(Source data)
# # # # # # #

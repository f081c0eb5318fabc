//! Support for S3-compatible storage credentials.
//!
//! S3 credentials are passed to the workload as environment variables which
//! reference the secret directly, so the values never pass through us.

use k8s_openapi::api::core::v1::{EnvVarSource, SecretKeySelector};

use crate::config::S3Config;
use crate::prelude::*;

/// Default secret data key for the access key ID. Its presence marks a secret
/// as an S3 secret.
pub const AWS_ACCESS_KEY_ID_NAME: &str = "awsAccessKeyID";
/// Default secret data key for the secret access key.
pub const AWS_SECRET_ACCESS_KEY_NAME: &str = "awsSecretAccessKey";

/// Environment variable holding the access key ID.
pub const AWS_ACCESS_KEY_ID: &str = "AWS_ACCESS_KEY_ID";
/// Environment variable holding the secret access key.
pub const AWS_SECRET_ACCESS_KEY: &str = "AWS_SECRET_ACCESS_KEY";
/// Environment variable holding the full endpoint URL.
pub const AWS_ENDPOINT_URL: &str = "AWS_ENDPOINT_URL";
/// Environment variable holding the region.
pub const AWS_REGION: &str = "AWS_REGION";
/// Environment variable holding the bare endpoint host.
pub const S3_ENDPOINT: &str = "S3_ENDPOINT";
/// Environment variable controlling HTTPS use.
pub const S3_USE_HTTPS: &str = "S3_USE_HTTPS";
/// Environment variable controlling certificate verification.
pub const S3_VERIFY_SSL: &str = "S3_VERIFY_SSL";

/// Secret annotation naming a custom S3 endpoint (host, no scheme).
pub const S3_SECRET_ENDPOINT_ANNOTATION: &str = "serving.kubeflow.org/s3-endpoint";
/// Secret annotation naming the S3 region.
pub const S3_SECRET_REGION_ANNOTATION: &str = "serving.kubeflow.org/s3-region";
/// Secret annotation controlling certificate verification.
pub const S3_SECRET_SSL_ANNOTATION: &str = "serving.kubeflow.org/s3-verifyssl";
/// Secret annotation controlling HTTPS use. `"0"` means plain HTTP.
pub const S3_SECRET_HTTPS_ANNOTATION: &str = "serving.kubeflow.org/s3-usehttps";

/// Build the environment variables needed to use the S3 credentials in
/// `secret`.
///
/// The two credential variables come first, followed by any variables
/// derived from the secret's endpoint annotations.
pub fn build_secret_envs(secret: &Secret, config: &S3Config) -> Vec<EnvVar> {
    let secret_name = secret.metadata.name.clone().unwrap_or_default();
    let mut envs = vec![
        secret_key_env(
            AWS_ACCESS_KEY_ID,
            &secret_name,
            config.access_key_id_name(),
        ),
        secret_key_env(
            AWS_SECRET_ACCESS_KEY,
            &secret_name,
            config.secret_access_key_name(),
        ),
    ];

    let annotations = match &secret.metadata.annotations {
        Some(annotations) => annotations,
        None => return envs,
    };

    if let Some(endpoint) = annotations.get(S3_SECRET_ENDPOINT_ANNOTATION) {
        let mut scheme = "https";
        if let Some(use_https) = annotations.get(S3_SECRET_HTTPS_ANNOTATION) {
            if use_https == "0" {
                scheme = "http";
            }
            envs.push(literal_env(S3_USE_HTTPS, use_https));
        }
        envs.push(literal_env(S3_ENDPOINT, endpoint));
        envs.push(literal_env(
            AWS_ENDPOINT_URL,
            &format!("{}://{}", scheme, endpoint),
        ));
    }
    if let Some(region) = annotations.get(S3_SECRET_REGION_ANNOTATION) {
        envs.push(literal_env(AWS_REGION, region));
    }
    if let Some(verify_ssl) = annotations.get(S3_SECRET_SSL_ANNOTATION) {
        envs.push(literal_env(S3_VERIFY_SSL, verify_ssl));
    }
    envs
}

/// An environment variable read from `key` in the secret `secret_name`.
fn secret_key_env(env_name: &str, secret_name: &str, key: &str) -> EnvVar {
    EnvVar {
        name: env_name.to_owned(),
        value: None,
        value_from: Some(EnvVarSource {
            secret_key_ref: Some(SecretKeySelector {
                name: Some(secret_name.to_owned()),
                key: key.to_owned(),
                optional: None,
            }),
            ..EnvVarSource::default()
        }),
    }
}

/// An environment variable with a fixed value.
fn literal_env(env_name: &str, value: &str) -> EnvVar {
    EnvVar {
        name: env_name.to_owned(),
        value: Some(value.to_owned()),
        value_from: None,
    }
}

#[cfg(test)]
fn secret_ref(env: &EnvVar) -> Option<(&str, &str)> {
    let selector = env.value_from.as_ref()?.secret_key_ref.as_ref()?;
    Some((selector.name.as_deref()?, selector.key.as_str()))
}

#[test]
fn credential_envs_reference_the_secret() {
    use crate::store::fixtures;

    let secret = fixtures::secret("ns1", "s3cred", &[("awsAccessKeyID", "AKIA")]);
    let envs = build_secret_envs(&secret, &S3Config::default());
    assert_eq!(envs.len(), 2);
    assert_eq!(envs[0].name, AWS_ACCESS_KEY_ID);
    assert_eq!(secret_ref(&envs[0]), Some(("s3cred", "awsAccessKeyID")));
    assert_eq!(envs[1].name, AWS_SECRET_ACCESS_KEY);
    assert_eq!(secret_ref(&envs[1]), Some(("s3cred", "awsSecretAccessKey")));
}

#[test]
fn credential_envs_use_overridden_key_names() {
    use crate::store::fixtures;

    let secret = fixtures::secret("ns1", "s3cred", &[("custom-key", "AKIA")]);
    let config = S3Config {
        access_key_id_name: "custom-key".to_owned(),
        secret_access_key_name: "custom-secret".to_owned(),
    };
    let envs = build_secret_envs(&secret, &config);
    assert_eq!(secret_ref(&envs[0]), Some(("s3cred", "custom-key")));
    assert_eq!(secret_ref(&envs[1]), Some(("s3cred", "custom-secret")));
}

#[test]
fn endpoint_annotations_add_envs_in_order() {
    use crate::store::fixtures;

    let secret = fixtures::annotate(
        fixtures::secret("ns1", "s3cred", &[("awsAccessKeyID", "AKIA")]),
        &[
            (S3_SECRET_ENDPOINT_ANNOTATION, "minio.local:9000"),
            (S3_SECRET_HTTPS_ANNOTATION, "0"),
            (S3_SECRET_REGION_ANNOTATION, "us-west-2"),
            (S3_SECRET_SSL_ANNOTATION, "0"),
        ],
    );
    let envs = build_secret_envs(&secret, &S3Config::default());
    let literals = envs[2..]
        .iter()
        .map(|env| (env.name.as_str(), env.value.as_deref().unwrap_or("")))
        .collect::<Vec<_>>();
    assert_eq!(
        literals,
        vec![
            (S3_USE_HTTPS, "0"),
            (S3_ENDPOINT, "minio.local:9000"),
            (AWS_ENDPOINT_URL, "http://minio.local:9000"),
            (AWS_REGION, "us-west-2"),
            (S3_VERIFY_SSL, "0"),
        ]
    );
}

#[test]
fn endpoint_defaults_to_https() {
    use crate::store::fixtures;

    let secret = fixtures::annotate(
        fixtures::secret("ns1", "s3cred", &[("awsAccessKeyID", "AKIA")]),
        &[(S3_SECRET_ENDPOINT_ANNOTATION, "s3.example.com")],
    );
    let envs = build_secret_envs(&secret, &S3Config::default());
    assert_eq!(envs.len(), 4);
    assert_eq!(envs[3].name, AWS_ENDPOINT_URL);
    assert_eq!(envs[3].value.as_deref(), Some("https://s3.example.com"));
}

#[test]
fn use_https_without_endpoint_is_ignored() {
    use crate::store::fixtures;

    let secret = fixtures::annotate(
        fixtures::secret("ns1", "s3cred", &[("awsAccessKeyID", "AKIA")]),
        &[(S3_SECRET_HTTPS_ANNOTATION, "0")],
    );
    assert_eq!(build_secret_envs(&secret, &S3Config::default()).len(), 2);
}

# # # # # # #

# Work task
Please return the lines above that run from the line containing "holding the access key ID." to the line containing "annotation controlling certificate verification.", inclusive, exactly and with no other lines.

# Response box
/// Environment variable holding the access key ID.
pub const AWS_ACCESS_KEY_ID: &str = "AWS_ACCESS_KEY_ID";
/// Environment variable holding the secret access key.
pub const AWS_SECRET_ACCESS_KEY: &str = "AWS_SECRET_ACCESS_KEY";
/// Environment variable holding the full endpoint URL.
pub const AWS_ENDPOINT_URL: &str = "AWS_ENDPOINT_URL";
/// Environment variable holding the region.
pub const AWS_REGION: &str = "AWS_REGION";
/// Environment variable holding the bare endpoint host.
pub const S3_ENDPOINT: &str = "S3_ENDPOINT";
/// Environment variable controlling HTTPS use.
pub const S3_USE_HTTPS: &str = "S3_USE_HTTPS";
/// Environment variable controlling certificate verification.
pub const S3_VERIFY_SSL: &str = "S3_VERIFY_SSL";

/// Secret annotation naming a custom S3 endpoint (host, no scheme).
pub const S3_SECRET_ENDPOINT_ANNOTATION: &str = "serving.kubeflow.org/s3-endpoint";
/// Secret annotation naming the S3 region.
pub const S3_SECRET_REGION_ANNOTATION: &str = "serving.kubeflow.org/s3-region";
/// Secret annotation controlling certificate verification.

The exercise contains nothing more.